_Exercise goal_
Copy out each line of the data that holds the word "warn".

_Material for this exercise_

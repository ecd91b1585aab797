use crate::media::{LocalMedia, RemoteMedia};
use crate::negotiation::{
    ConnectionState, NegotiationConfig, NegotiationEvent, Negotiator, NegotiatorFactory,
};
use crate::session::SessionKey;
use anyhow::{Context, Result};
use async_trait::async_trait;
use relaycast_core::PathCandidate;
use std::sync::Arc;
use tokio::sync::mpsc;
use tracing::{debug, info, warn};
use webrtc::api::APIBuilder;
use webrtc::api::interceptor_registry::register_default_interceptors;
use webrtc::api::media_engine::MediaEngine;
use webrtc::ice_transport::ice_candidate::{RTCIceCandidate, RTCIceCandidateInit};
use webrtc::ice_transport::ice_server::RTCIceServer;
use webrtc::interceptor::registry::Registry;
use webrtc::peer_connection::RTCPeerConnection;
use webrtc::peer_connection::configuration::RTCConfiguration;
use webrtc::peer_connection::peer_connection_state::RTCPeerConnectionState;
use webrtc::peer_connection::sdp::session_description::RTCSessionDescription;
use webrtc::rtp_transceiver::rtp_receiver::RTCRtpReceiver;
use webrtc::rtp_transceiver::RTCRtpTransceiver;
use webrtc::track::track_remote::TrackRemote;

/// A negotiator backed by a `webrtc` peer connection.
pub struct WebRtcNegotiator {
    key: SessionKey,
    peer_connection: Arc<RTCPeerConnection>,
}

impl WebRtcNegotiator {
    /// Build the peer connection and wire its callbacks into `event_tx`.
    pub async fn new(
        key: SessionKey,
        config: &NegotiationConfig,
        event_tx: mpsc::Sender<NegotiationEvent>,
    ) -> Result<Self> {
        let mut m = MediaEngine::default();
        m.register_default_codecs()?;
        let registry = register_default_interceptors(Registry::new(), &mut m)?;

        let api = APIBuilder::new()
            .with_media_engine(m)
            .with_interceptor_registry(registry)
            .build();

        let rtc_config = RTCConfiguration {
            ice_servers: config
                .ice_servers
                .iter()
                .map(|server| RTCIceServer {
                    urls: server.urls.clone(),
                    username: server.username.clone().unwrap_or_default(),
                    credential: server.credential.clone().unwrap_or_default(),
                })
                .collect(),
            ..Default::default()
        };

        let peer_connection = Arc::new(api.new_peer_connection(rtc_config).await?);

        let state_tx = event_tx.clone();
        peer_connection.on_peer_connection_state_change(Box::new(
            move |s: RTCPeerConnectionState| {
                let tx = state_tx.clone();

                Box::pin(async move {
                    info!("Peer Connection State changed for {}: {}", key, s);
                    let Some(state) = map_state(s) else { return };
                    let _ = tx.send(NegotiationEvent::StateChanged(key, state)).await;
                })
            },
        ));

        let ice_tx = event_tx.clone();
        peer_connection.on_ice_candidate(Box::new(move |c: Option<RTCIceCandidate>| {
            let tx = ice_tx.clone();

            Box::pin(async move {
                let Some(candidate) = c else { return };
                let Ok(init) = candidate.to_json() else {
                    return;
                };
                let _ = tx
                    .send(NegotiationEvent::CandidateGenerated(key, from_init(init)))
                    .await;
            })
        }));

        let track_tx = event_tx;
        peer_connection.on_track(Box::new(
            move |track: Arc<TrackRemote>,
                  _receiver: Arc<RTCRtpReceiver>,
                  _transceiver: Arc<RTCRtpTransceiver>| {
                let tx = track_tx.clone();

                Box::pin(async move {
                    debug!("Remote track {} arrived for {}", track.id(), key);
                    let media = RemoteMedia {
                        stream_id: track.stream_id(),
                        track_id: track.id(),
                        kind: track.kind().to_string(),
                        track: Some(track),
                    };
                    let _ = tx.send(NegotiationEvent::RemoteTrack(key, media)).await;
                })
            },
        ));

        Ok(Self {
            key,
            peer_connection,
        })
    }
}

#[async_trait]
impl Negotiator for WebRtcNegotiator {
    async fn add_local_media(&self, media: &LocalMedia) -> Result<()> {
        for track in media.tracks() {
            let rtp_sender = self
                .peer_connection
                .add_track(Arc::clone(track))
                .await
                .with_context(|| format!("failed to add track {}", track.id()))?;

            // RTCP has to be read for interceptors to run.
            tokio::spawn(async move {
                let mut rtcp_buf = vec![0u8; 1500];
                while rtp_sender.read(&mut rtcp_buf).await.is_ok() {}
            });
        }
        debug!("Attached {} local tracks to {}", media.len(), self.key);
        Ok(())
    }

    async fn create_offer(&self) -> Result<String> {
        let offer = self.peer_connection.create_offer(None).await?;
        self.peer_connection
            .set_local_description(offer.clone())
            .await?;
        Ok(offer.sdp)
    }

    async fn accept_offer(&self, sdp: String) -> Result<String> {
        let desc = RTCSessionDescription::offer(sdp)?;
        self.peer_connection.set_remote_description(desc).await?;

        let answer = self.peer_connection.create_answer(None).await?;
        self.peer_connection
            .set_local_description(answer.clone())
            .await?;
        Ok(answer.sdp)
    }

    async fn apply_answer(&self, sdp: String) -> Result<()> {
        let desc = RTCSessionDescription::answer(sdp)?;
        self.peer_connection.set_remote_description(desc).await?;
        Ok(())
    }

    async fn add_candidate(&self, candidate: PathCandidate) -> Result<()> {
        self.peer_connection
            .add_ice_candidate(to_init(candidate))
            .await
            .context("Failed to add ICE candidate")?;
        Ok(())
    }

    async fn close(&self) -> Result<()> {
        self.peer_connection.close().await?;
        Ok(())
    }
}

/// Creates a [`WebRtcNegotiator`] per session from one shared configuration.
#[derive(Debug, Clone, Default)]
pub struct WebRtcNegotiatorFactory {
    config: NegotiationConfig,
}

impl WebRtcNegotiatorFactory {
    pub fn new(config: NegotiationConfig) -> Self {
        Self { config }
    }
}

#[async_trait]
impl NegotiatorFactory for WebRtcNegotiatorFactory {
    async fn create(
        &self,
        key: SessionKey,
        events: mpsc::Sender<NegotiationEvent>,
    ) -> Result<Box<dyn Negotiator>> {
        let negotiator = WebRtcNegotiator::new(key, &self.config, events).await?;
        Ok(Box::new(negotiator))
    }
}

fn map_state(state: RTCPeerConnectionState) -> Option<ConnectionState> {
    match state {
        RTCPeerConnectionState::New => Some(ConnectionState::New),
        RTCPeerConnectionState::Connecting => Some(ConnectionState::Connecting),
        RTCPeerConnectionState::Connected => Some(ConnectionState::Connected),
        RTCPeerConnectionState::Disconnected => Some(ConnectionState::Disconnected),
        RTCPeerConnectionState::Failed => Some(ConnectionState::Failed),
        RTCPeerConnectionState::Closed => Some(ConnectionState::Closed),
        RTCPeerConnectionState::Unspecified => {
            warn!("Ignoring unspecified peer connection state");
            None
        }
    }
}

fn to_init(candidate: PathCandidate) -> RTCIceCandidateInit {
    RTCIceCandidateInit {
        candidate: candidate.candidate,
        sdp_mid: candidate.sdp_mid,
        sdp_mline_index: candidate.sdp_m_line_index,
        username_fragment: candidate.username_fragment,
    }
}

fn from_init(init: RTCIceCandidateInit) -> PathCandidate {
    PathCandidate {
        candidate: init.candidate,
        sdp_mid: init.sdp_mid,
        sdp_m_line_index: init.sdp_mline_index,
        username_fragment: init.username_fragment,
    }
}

_Task answer_
use tracing::{debug, info, warn};
            warn!("Ignoring unspecified peer connection state");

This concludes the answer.